Dexamethasone is a high-potency, long-acting glucocorticoid that has been widely used in the field of orthopedics. Dexamethasone has been reported to inhibit peripheral phospholipase, which decreases the pain-aggravating agents from the cyclooxygenase and lipoxygenase pathways. Previous studies have shown the analgesic effect of dexamethasone in general and orthopedic surgery. In addition, preoperative administration of dexamethasone has been reported to reduce postoperative nausea and vomiting.[8,9] However, some potential side effects associated with dexamethasone administration limit its regular use in surgical procedures, although Salerno and Hermann demonstrated that it was effective and safe for pain management.
Currently, whether the administration of dexamethasone is effective and safe in reducing pain score and opioid consumption in TJAs remains, unclear due to a lack of reliable evidence from high-quality randomized controlled trials (RCTs). Therefore, we performed the present systemic review and meta-analysis to evaluate the efficiency and safety of dexamethasone administration in total knee and hip arthroplasties.
This systematic review was reported according to the preferred reporting items for systematic reviews and meta-analyses (PRISMA) guidelines. The study was approved by the ethics committee of the First People's Hospital of Jining.
2.1 Search strategy
Two researchers search the relevant studies independently including Embase (1980–017.04), PubMed (1966–017.04), ScienceDirect (1985–017.04), Web of Science (1950–2017.03), and Cochrane Library for potential relevant studies. Reference lists of all the potential included studies and relevant reviews were hand-searched for any additional trials. No restrictions were imposed on language. The Mesh terms and their combinations used in the search were as follows: “analgesia” OR “pain management” OR “pain control” OR “total knee arthroplasty or replacement” OR “total hip arthroplasty or replacement” AND “dexamethasone”. A 3rd reviewer acted as a judge if there was any disagreement. The retrieval process is presented in Fig. 1.

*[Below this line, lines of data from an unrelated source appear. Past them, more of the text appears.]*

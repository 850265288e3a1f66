/// Camera Angle Classification
///
/// Votes on the dominant camera viewpoint from a short window of frames where
/// both shoulders are reliably tracked. Shoulder spread separates side views
/// from front/back views; face visibility separates front from back; arm
/// visibility tells which side faces the camera.

use std::collections::HashMap;

use crate::models::{CameraAngle, LandmarkIndex, PoseFrame};

const SHOULDER_VISIBILITY: f64 = 0.3;
const STABLE_RUN: usize = 5;
const SAMPLE_FRAMES: usize = 15;
const SIDE_MAX_SPREAD: f64 = 0.08;
const FRONTAL_MIN_SPREAD: f64 = 0.20;
const FACE_VISIBLE: f64 = 0.5;
const MAJORITY: f64 = 0.6;

const LEFT_ARM: [LandmarkIndex; 3] = [
    LandmarkIndex::LeftShoulder,
    LandmarkIndex::LeftElbow,
    LandmarkIndex::LeftWrist,
];
const RIGHT_ARM: [LandmarkIndex; 3] = [
    LandmarkIndex::RightShoulder,
    LandmarkIndex::RightElbow,
    LandmarkIndex::RightWrist,
];
const SHOULDERS: [LandmarkIndex; 2] = [LandmarkIndex::LeftShoulder, LandmarkIndex::RightShoulder];

/// Classify the dominant camera angle of a clip
pub fn classify_camera_angle(frames: &[PoseFrame]) -> CameraAngle {
    let Some(start) = find_stable_window(frames) else {
        tracing::debug!("No stable shoulder window, camera angle uncertain");
        return CameraAngle::Uncertain;
    };

    let votes: Vec<CameraAngle> = frames[start..]
        .iter()
        .take(SAMPLE_FRAMES)
        .filter_map(classify_frame)
        .collect();

    majority_vote(&votes)
}

/// Classify a single frame, or `None` if its shoulders are not visible
pub fn classify_frame(frame: &PoseFrame) -> Option<CameraAngle> {
    if !frame.has_visible_landmarks(&SHOULDERS, SHOULDER_VISIBILITY) {
        return None;
    }

    let spread = (frame.landmark(LandmarkIndex::LeftShoulder).x
        - frame.landmark(LandmarkIndex::RightShoulder).x)
        .abs();

    let angle = if spread < SIDE_MAX_SPREAD {
        if frame.average_visibility(&LEFT_ARM) > frame.average_visibility(&RIGHT_ARM) {
            CameraAngle::LeftSide
        } else {
            CameraAngle::RightSide
        }
    } else if spread > FRONTAL_MIN_SPREAD {
        if frame.average_visibility(&LandmarkIndex::FACE) > FACE_VISIBLE {
            CameraAngle::Frontal
        } else {
            CameraAngle::Rear
        }
    } else {
        CameraAngle::Diagonal
    };

    Some(angle)
}

/// Start of the first run of consecutive frames with both shoulders visible
fn find_stable_window(frames: &[PoseFrame]) -> Option<usize> {
    let mut run = 0;
    for (i, frame) in frames.iter().enumerate() {
        if frame.has_visible_landmarks(&SHOULDERS, SHOULDER_VISIBILITY) {
            run += 1;
            if run >= STABLE_RUN {
                return Some(i + 1 - run);
            }
        } else {
            run = 0;
        }
    }
    None
}

fn majority_vote(votes: &[CameraAngle]) -> CameraAngle {
    if votes.is_empty() {
        return CameraAngle::Uncertain;
    }

    let mut counts: HashMap<CameraAngle, usize> = HashMap::new();
    for vote in votes {
        *counts.entry(*vote).or_insert(0) += 1;
    }

    let (winner, count) = counts
        .into_iter()
        .max_by_key(|(angle, count)| (*count, std::cmp::Reverse(*angle)))
        .unwrap_or((CameraAngle::Uncertain, 0));

    let share = count as f64 / votes.len() as f64;
    tracing::debug!(%winner, share, samples = votes.len(), "Camera angle vote");

    if share >= MAJORITY {
        winner
    } else {
        CameraAngle::Uncertain
    }
}

#[cfg(test)]
mod tests {
    use super::*;
    use crate::models::{Landmark, NUM_LANDMARKS};

    fn frame(spread: f64, face_visibility: f64, left_arm: f64, right_arm: f64) -> PoseFrame {
        let mut landmarks = [Landmark::new(0.5, 0.5, 0.0, 0.9); NUM_LANDMARKS];
        for idx in LandmarkIndex::FACE {
            landmarks[idx as usize].visibility = face_visibility;
        }
        for idx in LEFT_ARM {
            landmarks[idx as usize].visibility = left_arm;
        }
        for idx in RIGHT_ARM {
            landmarks[idx as usize].visibility = right_arm;
        }
        landmarks[LandmarkIndex::LeftShoulder as usize].x = 0.5 + spread / 2.0;
        landmarks[LandmarkIndex::RightShoulder as usize].x = 0.5 - spread / 2.0;
        PoseFrame::new(0.0, landmarks)
    }

    #[test]
    fn test_per_frame_classification() {
        assert_eq!(classify_frame(&frame(0.3, 0.9, 0.9, 0.9)), Some(CameraAngle::Frontal));
        assert_eq!(classify_frame(&frame(0.3, 0.2, 0.9, 0.9)), Some(CameraAngle::Rear));
        assert_eq!(classify_frame(&frame(0.14, 0.9, 0.9, 0.9)), Some(CameraAngle::Diagonal));
        assert_eq!(classify_frame(&frame(0.02, 0.9, 0.9, 0.4)), Some(CameraAngle::LeftSide));
        assert_eq!(classify_frame(&frame(0.02, 0.9, 0.4, 0.9)), Some(CameraAngle::RightSide));
        assert_eq!(classify_frame(&frame(0.3, 0.9, 0.1, 0.1)), None);
    }

    #[test]
    fn test_frontal_majority() {
        // 10 of 15 sampled frames frontal (67%)
        let mut frames: Vec<PoseFrame> = (0..10).map(|_| frame(0.3, 0.9, 0.9, 0.9)).collect();
        frames.extend((0..5).map(|_| frame(0.14, 0.9, 0.9, 0.9)));
        assert_eq!(classify_camera_angle(&frames), CameraAngle::Frontal);
    }

    #[test]
    fn test_scattered_votes_are_uncertain() {
        let mut frames: Vec<PoseFrame> = Vec::new();
        for _ in 0..5 {
            frames.push(frame(0.3, 0.9, 0.9, 0.9));
            frames.push(frame(0.14, 0.9, 0.9, 0.9));
            frames.push(frame(0.02, 0.9, 0.9, 0.4));
        }
        assert_eq!(classify_camera_angle(&frames), CameraAngle::Uncertain);
    }

    #[test]
    fn test_tie_is_uncertain() {
        let mut frames: Vec<PoseFrame> = (0..7).map(|_| frame(0.3, 0.9, 0.9, 0.9)).collect();
        frames.extend((0..7).map(|_| frame(0.3, 0.2, 0.9, 0.9)));
        assert_eq!(classify_camera_angle(&frames), CameraAngle::Uncertain);
    }

    #[test]
    fn test_no_stable_window() {
        let mut frames = Vec::new();
        for i in 0..20 {
            // Shoulders drop out every fourth frame
            let vis = if i % 4 == 3 { 0.1 } else { 0.9 };
            frames.push(frame(0.3, 0.9, vis, vis));
        }
        assert_eq!(classify_camera_angle(&frames), CameraAngle::Uncertain);
    }

    #[test]
    fn test_sampling_starts_at_stable_window() {
        // Early frames lack shoulders; later frames are side-on
        let mut frames: Vec<PoseFrame> = (0..3).map(|_| frame(0.3, 0.9, 0.1, 0.1)).collect();
        frames.extend((0..20).map(|_| frame(0.03, 0.2, 0.3, 0.9)));
        assert_eq!(classify_camera_angle(&frames), CameraAngle::RightSide);
    }
}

2.2 Inclusion and exclusion criteria
Studies were considered eligible if they met the following criteria: 1) Published clinical RCTs; 2) Patients undergoing TJAs, experiment group received intravenous or topical injection of dexamethasone for pain management and control group received placebo or nothing; 3) Reported surgical outcomes, including visual analogue scale (VAS) scores, opioid consumption, LOS and postoperative adverse effects including the risk of nausea, vomiting. Studies would be excluded from present meta-analysis for incomplete data, case reports, conference abstract, or review articles.
2.3 Selection criteria
Two authors independently reviewed all the abstracts of the potential studies identified by the above searches. After an initial decision, full text of the studies that potentially met the inclusion criteria were reviewed and final decision was made. A senior reviewer is consult in case of disagreement regarding which studies to include.
2.4 Date extraction
A standard form for date extraction is printed for date extraction. Two authors independently extracted the relevant data from the included articles. Details of incomplete data of included studies are obtained by consulting the corresponding author. Following data were extracted: First author names, published year, sample size, study design, comparable baseline, dosage of dexamethasone, and duration of follow-up. Other relevant data were also extracted from individual studies.
2.5 Quality assessment
Quality assessment of the included RCTs was assessed by 2 authors independently which used the Cochrane Collaboration tool. We conducted “risk of bias” table including the following key points: random sequence generation, allocation concealment, blinding, incomplete outcome data, free of selective reporting, and other bias, each item was recorded by “Yes,” “No,” or “Unclear.”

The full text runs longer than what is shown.